La manifestazione più evidente della deriva in atto è nell’astensione elettorale alle stelle e nel fossato sempre più profondo tra rappresentati e rappresentanti. Con il risultato che ormai si sono accumulati mutamenti epocali nelle istituzioni cui noi europei deleghiamo cura dell’esistente e progettazione del futuro. Nato e UE sono ormai ben altro da quelle riprogettate nel biennio fatale 1989-1991. Le abbiamo rifatte ab imis a colpi di revisioni costituzionali sotto traccia.
Basta confrontare l’attuale Concetto strategico che governa le mosse della Nato con i trattati istitutivi dell’alleanza atlantica. Il primo risulta ormai allargato persino alla Cina mentre nei trattati si contemplano solo interventi difensivi sui territori delle potenze contraenti l’alleanza. E che dire poi dell’UE e delle politiche concretamente praticate rispetto ai trattati istitutivi: si tratti di Maastricht o dell’ultima riscrittura quindici anni fa a Lisbona. Il tutto senza mai passare per le dovute ratifiche parlamentari o anche elettorali.

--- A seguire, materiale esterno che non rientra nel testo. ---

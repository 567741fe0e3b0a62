//! Session-local 64-bit handles. An encoded id packs the dex ordinal, an
//! entity kind tag, and the DEX-local index; raw-value ordering is
//! (dex ordinal, kind, local index), which is the stable result order.

use serde::{Deserialize, Serialize};

const DEX_SHIFT: u32 = 48;
const KIND_SHIFT: u32 = 40;
const KIND_MASK: u64 = 0xFF;
const INDEX_MASK: u64 = 0xFFFF_FFFF;

#[repr(u8)]
#[derive(Copy, Clone, Debug, PartialEq, Eq)]
pub enum EntityKind {
    Class = 0,
    Method = 1,
    Field = 2,
}

#[derive(
    Copy, Clone, Debug, PartialEq, Eq, PartialOrd, Ord, Hash, Serialize, Deserialize,
)]
#[serde(transparent)]
pub struct EncodedId(u64);

impl EncodedId {
    pub fn new(kind: EntityKind, dex: u16, index: u32) -> Self {
        EncodedId(
            ((dex as u64) << DEX_SHIFT) | ((kind as u64) << KIND_SHIFT) | (index as u64),
        )
    }

    pub fn class(dex: u16, index: u32) -> Self {
        EncodedId::new(EntityKind::Class, dex, index)
    }

    pub fn method(dex: u16, index: u32) -> Self {
        EncodedId::new(EntityKind::Method, dex, index)
    }

    pub fn field(dex: u16, index: u32) -> Self {
        EncodedId::new(EntityKind::Field, dex, index)
    }

    #[inline]
    pub fn dex(&self) -> u16 {
        (self.0 >> DEX_SHIFT) as u16
    }

    /// `None` when the kind bits do not name a known entity kind, which can
    /// only happen for ids not produced by this session.
    #[inline]
    pub fn kind(&self) -> Option<EntityKind> {
        match (self.0 >> KIND_SHIFT) & KIND_MASK {
            0 => Some(EntityKind::Class),
            1 => Some(EntityKind::Method),
            2 => Some(EntityKind::Field),
            _ => None,
        }
    }

    #[inline]
    pub fn index(&self) -> u32 {
        (self.0 & INDEX_MASK) as u32
    }

    pub fn raw(&self) -> u64 {
        self.0
    }

    pub fn from_raw(raw: u64) -> Self {
        EncodedId(raw)
    }
}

È anche sotto l’urto di queste novità che i partiti in Italia hanno deciso di rompere e riconquistare una parziale libertà di manovra, prima che Draghi, in serrato dialogo con i vertici comunitari e atlantici, rideterminasse ulteriormente le agende future, legasse loro ulteriormente le mani.
Ma sarà questo sistema politico, sia pure interrogato in emergenza e profondità dal corpo elettorale, capace di rispondere positivamente, di riallacciare un dialogo serrato con cittadini e corpi sociali organizzati? Ci sia permesso di esprimere un serio dubbio.
Anche il più semplice e sprovveduto dei cittadini avverte sulla pelle il morso di innovazioni e mutamenti che hanno ormai sconvolto i termini essenziali della civiltà e della convivenza umane. Conviviamo quotidianamente con la minaccia della bomba, abbiamo la vita invasa, riscritta dai social, passeggiamo con il mondo in tasca grazie al cellulare. Ma per questi politici-senza-partito nulla è mutato rispetto ai primi del Novecento. Siamo ancora allo scontro tra Strapaese e Stracittà.